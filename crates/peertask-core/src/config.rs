//! ============================================================================
//! Configuration - Environment-driven settings
//! ============================================================================
//! PEERTASK_API_URL             REST backend base URL
//! PEERTASK_BLOG_URL            hosted blog datastore URL
//! PEERTASK_BLOG_KEY            hosted blog datastore API key
//! PEERTASK_DB_PATH             local database file
//! PEERTASK_POLL_SECS           message subscription interval
//! PEERTASK_RETRY_MAX_ATTEMPTS  read retry ceiling
//! PEERTASK_REJECT_OTHERS       reject non-chosen applicants on assignment
//! ============================================================================

use std::time::Duration;
use tracing::warn;

use crate::backend::http::DEFAULT_API_URL;
use crate::lifecycle::RejectionPolicy;
use crate::messaging::DEFAULT_POLL_INTERVAL;
use crate::retry::RetryConfig;

#[derive(Debug, Clone)]
pub struct PeerTaskConfig {
    pub api_url: String,
    pub blog_url: Option<String>,
    pub blog_key: Option<String>,
    pub db_path: Option<String>,
    pub poll_interval: Duration,
    pub retry: RetryConfig,
    pub rejection_policy: RejectionPolicy,
}

impl Default for PeerTaskConfig {
    fn default() -> Self {
        Self {
            api_url: DEFAULT_API_URL.to_string(),
            blog_url: None,
            blog_key: None,
            db_path: None,
            poll_interval: DEFAULT_POLL_INTERVAL,
            retry: RetryConfig::default(),
            rejection_policy: RejectionPolicy::default(),
        }
    }
}

impl PeerTaskConfig {
    /// Load from the process environment
    pub fn from_env() -> Self {
        Self::from_lookup(|key| std::env::var(key).ok())
    }

    /// Load from any key lookup. Unparseable values fall back to defaults
    /// with a warning.
    pub fn from_lookup<F>(lookup: F) -> Self
    where
        F: Fn(&str) -> Option<String>,
    {
        let get = |key: &str| {
            lookup(key)
                .map(|v| v.trim().to_string())
                .filter(|v| !v.is_empty())
        };
        let defaults = Self::default();

        let poll_interval = match get("PEERTASK_POLL_SECS").map(|v| v.parse::<u64>()) {
            Some(Ok(secs)) if secs > 0 => Duration::from_secs(secs),
            Some(_) => {
                warn!("PEERTASK_POLL_SECS must be a positive integer, using default");
                defaults.poll_interval
            }
            None => defaults.poll_interval,
        };

        let mut retry = defaults.retry.clone();
        match get("PEERTASK_RETRY_MAX_ATTEMPTS").map(|v| v.parse::<u32>()) {
            Some(Ok(n)) if n > 0 => retry.max_attempts = n,
            Some(_) => warn!("PEERTASK_RETRY_MAX_ATTEMPTS must be a positive integer, using default"),
            None => {}
        }

        let rejection_policy = match get("PEERTASK_REJECT_OTHERS").as_deref() {
            Some("1") | Some("true") | Some("yes") => RejectionPolicy::RejectOthers,
            Some("0") | Some("false") | Some("no") | None => RejectionPolicy::LeavePending,
            Some(other) => {
                warn!("Unrecognised PEERTASK_REJECT_OTHERS value '{}', leaving applicants pending", other);
                RejectionPolicy::LeavePending
            }
        };

        Self {
            api_url: get("PEERTASK_API_URL").unwrap_or(defaults.api_url),
            blog_url: get("PEERTASK_BLOG_URL"),
            blog_key: get("PEERTASK_BLOG_KEY"),
            db_path: get("PEERTASK_DB_PATH"),
            poll_interval,
            retry,
            rejection_policy,
        }
    }
}

#[cfg(test)]
mod tests {
    use super::*;
    use std::collections::HashMap;

    fn config_from(pairs: &[(&str, &str)]) -> PeerTaskConfig {
        let vars: HashMap<String, String> = pairs
            .iter()
            .map(|(k, v)| (k.to_string(), v.to_string()))
            .collect();
        PeerTaskConfig::from_lookup(|key| vars.get(key).cloned())
    }

    #[test]
    fn test_defaults_when_unset() {
        let config = config_from(&[]);
        assert_eq!(config.api_url, "http://localhost:3000/api/v1");
        assert_eq!(config.poll_interval, Duration::from_secs(3));
        assert_eq!(config.retry.max_attempts, 4);
        assert_eq!(config.rejection_policy, RejectionPolicy::LeavePending);
        assert!(config.blog_url.is_none());
    }

    #[test]
    fn test_values_read() {
        let config = config_from(&[
            ("PEERTASK_API_URL", "https://api.peertask.app/api/v1"),
            ("PEERTASK_BLOG_URL", "https://blog.example.co"),
            ("PEERTASK_BLOG_KEY", "anon-key"),
            ("PEERTASK_POLL_SECS", "10"),
            ("PEERTASK_RETRY_MAX_ATTEMPTS", "2"),
            ("PEERTASK_REJECT_OTHERS", "true"),
        ]);
        assert_eq!(config.api_url, "https://api.peertask.app/api/v1");
        assert_eq!(config.blog_key.as_deref(), Some("anon-key"));
        assert_eq!(config.poll_interval, Duration::from_secs(10));
        assert_eq!(config.retry.max_attempts, 2);
        assert_eq!(config.rejection_policy, RejectionPolicy::RejectOthers);
    }

    #[test]
    fn test_bad_values_fall_back() {
        let config = config_from(&[
            ("PEERTASK_API_URL", "   "),
            ("PEERTASK_POLL_SECS", "0"),
            ("PEERTASK_RETRY_MAX_ATTEMPTS", "many"),
            ("PEERTASK_REJECT_OTHERS", "maybe"),
        ]);
        assert_eq!(config.api_url, DEFAULT_API_URL);
        assert_eq!(config.poll_interval, DEFAULT_POLL_INTERVAL);
        assert_eq!(config.retry.max_attempts, 4);
        assert_eq!(config.rejection_policy, RejectionPolicy::LeavePending);
    }
}
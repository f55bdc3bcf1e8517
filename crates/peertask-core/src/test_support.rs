//! ============================================================================
//! Test Support - Fixtures shared by the unit tests
//! ============================================================================

use chrono::{DateTime, Duration, Utc};

use crate::types::*;

/// Open task created `age_hours` before `now`, due a week after `now`
pub fn open_task(id: &str, created_by: &str, now: DateTime<Utc>, age_hours: i64) -> Task {
    Task {
        id: id.to_string(),
        title: format!("Task {}", id),
        description: "Help needed with a document".to_string(),
        requirements: None,
        budget: 100.0,
        deadline: now + Duration::days(7),
        category: None,
        tags: Vec::new(),
        status: TaskStatus::Open,
        created_by: created_by.to_string(),
        created_at: now - Duration::hours(age_hours),
        assigned_to: None,
        assigned_at: None,
        completed_at: None,
        applicants: Vec::new(),
        payment_status: None,
        attachments: Vec::new(),
    }
}

pub fn profile(id: &str) -> UserProfile {
    UserProfile {
        id: id.to_string(),
        full_name: format!("User {}", id),
        email: format!("{}@example.com", id),
        bio: None,
        skills: Vec::new(),
        avatar: None,
        created_at: None,
    }
}

pub fn session(id: &str) -> Session {
    Session {
        access_token: format!("token-{}", id),
        user: profile(id),
    }
}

****************

→ **What is expected**
Retype each record, matching it exactly.

→ **Answer section**
filename crates/peertask-core/src/config.rs
//! ============================================================================
//! Configuration - Environment-driven settings
//! ============================================================================
//! PEERTASK_API_URL             REST backend base URL
//! PEERTASK_BLOG_URL            hosted blog datastore URL
//! PEERTASK_BLOG_KEY            hosted blog datastore API key
//! PEERTASK_DB_PATH             local database file
//! PEERTASK_POLL_SECS           message subscription interval
//! PEERTASK_RETRY_MAX_ATTEMPTS  read retry ceiling
//! PEERTASK_REJECT_OTHERS       reject non-chosen applicants on assignment
//! ============================================================================

use std::time::Duration;
use tracing::warn;

use crate::backend::http::DEFAULT_API_URL;
use crate::lifecycle::RejectionPolicy;
use crate::messaging::DEFAULT_POLL_INTERVAL;
use crate::retry::RetryConfig;

#[derive(Debug, Clone)]
pub struct PeerTaskConfig {
    pub api_url: String,
    pub blog_url: Option<String>,
    pub blog_key: Option<String>,
    pub db_path: Option<String>,
    pub poll_interval: Duration,
    pub retry: RetryConfig,
    pub rejection_policy: RejectionPolicy,
}

impl Default for PeerTaskConfig {
    fn default() -> Self {
        Self {
            api_url: DEFAULT_API_URL.to_string(),
            blog_url: None,
            blog_key: None,
            db_path: None,
            poll_interval: DEFAULT_POLL_INTERVAL,
            retry: RetryConfig::default(),
            rejection_policy: RejectionPolicy::default(),
        }
    }
}

impl PeerTaskConfig {
    /// Load from the process environment
    pub fn from_env() -> Self {
        Self::from_lookup(|key| std::env::var(key).ok())
    }

    /// Load from any key lookup. Unparseable values fall back to defaults
    /// with a warning.
    pub fn from_lookup<F>(lookup: F) -> Self
    where
        F: Fn(&str) -> Option<String>,
    {
        let get = |key: &str| {
            lookup(key)
                .map(|v| v.trim().to_string())
                .filter(|v| !v.is_empty())
        };
        let defaults = Self::default();

        let poll_interval = match get("PEERTASK_POLL_SECS").map(|v| v.parse::<u64>()) {
            Some(Ok(secs)) if secs > 0 => Duration::from_secs(secs),
            Some(_) => {
                warn!("PEERTASK_POLL_SECS must be a positive integer, using default");
                defaults.poll_interval
            }
            None => defaults.poll_interval,
        };

        let mut retry = defaults.retry.clone();
        match get("PEERTASK_RETRY_MAX_ATTEMPTS").map(|v| v.parse::<u32>()) {
            Some(Ok(n)) if n > 0 => retry.max_attempts = n,
            Some(_) => warn!("PEERTASK_RETRY_MAX_ATTEMPTS must be a positive integer, using default"),
            None => {}
        }

        let rejection_policy = match get("PEERTASK_REJECT_OTHERS").as_deref() {
            Some("1") | Some("true") | Some("yes") => RejectionPolicy::RejectOthers,
            Some("0") | Some("false") | Some("no") | None => RejectionPolicy::LeavePending,
            Some(other) => {
                warn!("Unrecognised PEERTASK_REJECT_OTHERS value '{}', leaving applicants pending", other);
                RejectionPolicy::LeavePending
            }
        };

        Self {
            api_url: get("PEERTASK_API_URL").unwrap_or(defaults.api_url),
            blog_url: get("PEERTASK_BLOG_URL"),
            blog_key: get("PEERTASK_BLOG_KEY"),
            db_path: get("PEERTASK_DB_PATH"),
            poll_interval,
            retry,
            rejection_policy,
        }
    }
}

#[cfg(test)]
mod tests {
    use super::*;
    use std::collections::HashMap;

    fn config_from(pairs: &[(&str, &str)]) -> PeerTaskConfig {
        let vars: HashMap<String, String> = pairs
            .iter()
            .map(|(k, v)| (k.to_string(), v.to_string()))
            .collect();
        PeerTaskConfig::from_lookup(|key| vars.get(key).cloned())
    }

    #[test]
    fn test_defaults_when_unset() {
        let config = config_from(&[]);
        assert_eq!(config.api_url, "http://localhost:3000/api/v1");
        assert_eq!(config.poll_interval, Duration::from_secs(3));
        assert_eq!(config.retry.max_attempts, 4);
        assert_eq!(config.rejection_policy, RejectionPolicy::LeavePending);
        assert!(config.blog_url.is_none());
    }

    #[test]
    fn test_values_read() {
        let config = config_from(&[
            ("PEERTASK_API_URL", "https://api.peertask.app/api/v1"),
            ("PEERTASK_BLOG_URL", "https://blog.example.co"),
            ("PEERTASK_BLOG_KEY", "anon-key"),
            ("PEERTASK_POLL_SECS", "10"),
            ("PEERTASK_RETRY_MAX_ATTEMPTS", "2"),
            ("PEERTASK_REJECT_OTHERS", "true"),
        ]);
        assert_eq!(config.api_url, "https://api.peertask.app/api/v1");
        assert_eq!(config.blog_key.as_deref(), Some("anon-key"));
        assert_eq!(config.poll_interval, Duration::from_secs(10));
        assert_eq!(config.retry.max_attempts, 2);
        assert_eq!(config.rejection_policy, RejectionPolicy::RejectOthers);
    }

    #[test]
    fn test_bad_values_fall_back() {
        let config = config_from(&[
            ("PEERTASK_API_URL", "   "),
            ("PEERTASK_POLL_SECS", "0"),
            ("PEERTASK_RETRY_MAX_ATTEMPTS", "many"),
            ("PEERTASK_REJECT_OTHERS", "maybe"),
        ]);
        assert_eq!(config.api_url, DEFAULT_API_URL);
        assert_eq!(config.poll_interval, DEFAULT_POLL_INTERVAL);
        assert_eq!(config.retry.max_attempts, 4);
        assert_eq!(config.rejection_policy, RejectionPolicy::LeavePending);
    }
}
repository f55bdc3bcf1e8517
filename crates/peertask-core/src/test_support.rs
//! ============================================================================
//! Test Support - Fixtures shared by the unit tests
//! ============================================================================

use chrono::{DateTime, Duration, Utc};

use crate::types::*;

/// Open task created `age_hours` before `now`, due a week after `now`
pub fn open_task(id: &str, created_by: &str, now: DateTime<Utc>, age_hours: i64) -> Task {
    Task {
        id: id.to_string(),
        title: format!("Task {}", id),
        description: "Help needed with a document".to_string(),
        requirements: None,
        budget: 100.0,
        deadline: now + Duration::days(7),
        category: None,
        tags: Vec::new(),
        status: TaskStatus::Open,
        created_by: created_by.to_string(),
        created_at: now - Duration::hours(age_hours),
        assigned_to: None,
        assigned_at: None,
        completed_at: None,
        applicants: Vec::new(),
        payment_status: None,
        attachments: Vec::new(),
    }
}

pub fn profile(id: &str) -> UserProfile {
    UserProfile {
        id: id.to_string(),
        full_name: format!("User {}", id),
        email: format!("{}@example.com", id),
        bio: None,
        skills: Vec::new(),
        avatar: None,
        created_at: None,
    }
}

pub fn session(id: &str) -> Session {
    Session {
        access_token: format!("token-{}", id),
        user: profile(id),
    }
}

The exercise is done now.